• _Action item_
Set down word for word each line from the start of the listing through the line that contains "pub enum RuntimeError", both included.

• _Supplied material_
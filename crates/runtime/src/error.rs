//! Runtime errors.
//!
//! Every failure is surfaced to the caller as a value; the service never
//! retries and nothing here is fatal to the process.

use economy_core::{ClaimError, EconomyError, EquipError, ErrorSeverity, ProgressionError};

use crate::store::{StoreError, TxnError};

/// Errors surfaced by shop operations.
#[derive(Debug, thiserror::Error)]
pub enum RuntimeError {
    /// A user record or catalog row was not found.
    #[error("{kind} {id} not found")]
    EntityNotFound { kind: &'static str, id: String },

    /// A catalog table needed by the operation has no rows.
    #[error("catalog table {0} is empty")]
    CatalogEmpty(&'static str),

    /// A progression mutator rejected the request.
    #[error(transparent)]
    Progression(#[from] ProgressionError),

    /// An equipment-grid operation rejected the request.
    #[error(transparent)]
    Equip(#[from] EquipError),

    /// The quest-claim guard rejected the request.
    #[error(transparent)]
    Claim(#[from] ClaimError),

    /// The backing store failed; the operation may succeed on retry by
    /// the caller.
    #[error("backend unavailable: {0}")]
    Backend(#[from] StoreError),
}

impl RuntimeError {
    pub(crate) fn not_found(kind: &'static str, id: impl ToString) -> Self {
        Self::EntityNotFound {
            kind,
            id: id.to_string(),
        }
    }

    /// Severity classification, delegating to the core error it wraps.
    ///
    /// Backend failures are recoverable (the caller may retry); an empty
    /// catalog table is an operator mistake and flagged internal.
    pub fn severity(&self) -> ErrorSeverity {
        match self {
            Self::EntityNotFound { .. } => ErrorSeverity::Validation,
            Self::CatalogEmpty(_) => ErrorSeverity::Internal,
            Self::Progression(err) => err.severity(),
            Self::Equip(err) => err.severity(),
            Self::Claim(err) => err.severity(),
            Self::Backend(_) => ErrorSeverity::Recoverable,
        }
    }

    /// Stable code per variant, for log fields and metrics.
    pub fn error_code(&self) -> &'static str {
        match self {
            Self::EntityNotFound { .. } => "RUNTIME_ENTITY_NOT_FOUND",
            Self::CatalogEmpty(_) => "RUNTIME_CATALOG_EMPTY",
            Self::Progression(err) => err.error_code(),
            Self::Equip(err) => err.error_code(),
            Self::Claim(err) => err.error_code(),
            Self::Backend(_) => "RUNTIME_BACKEND",
        }
    }
}

impl From<TxnError> for RuntimeError {
    fn from(err: TxnError) -> Self {
        match err {
            TxnError::Store(store) => Self::Backend(store),
            TxnError::Claim(claim) => Self::Claim(claim),
        }
    }
}

pub type Result<T> = std::result::Result<T, RuntimeError>;
//! Shop runtime: orchestration over the pure economy rules.
//!
//! This crate owns everything `economy-core` deliberately leaves out -
//! identity, persistence, entropy, and notification:
//!
//! - [`ShopService`] drives every player-facing operation,
//! - [`PlayerStore`] is the document-store seam with an in-memory
//!   implementation for tests and local runs,
//! - [`ShopCatalog`] serves the read-only catalog tables,
//! - [`EventBus`] broadcasts record updates per topic.

pub mod error;
pub mod events;
pub mod oracle;
pub mod service;
pub mod store;
pub mod types;

pub use error::{Result, RuntimeError};
pub use events::{EventBus, ShopEvent, Topic};
pub use oracle::ShopCatalog;
pub use service::{ChestOpening, Purchase, Sale, ShopService};
pub use store::{
    ClaimGuard, InMemoryPlayerStore, LeaderboardRow, PlayerStore, StoreError, StoreResult,
    TxnError,
};
pub use types::{ItemKey, UserId};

• _Result for this task_
filename crates/runtime/src/error.rs
//! Runtime errors.
//!
//! Every failure is surfaced to the caller as a value; the service never
//! retries and nothing here is fatal to the process.

use economy_core::{ClaimError, EconomyError, EquipError, ErrorSeverity, ProgressionError};

use crate::store::{StoreError, TxnError};

/// Errors surfaced by shop operations.
#[derive(Debug, thiserror::Error)]
pub enum RuntimeError {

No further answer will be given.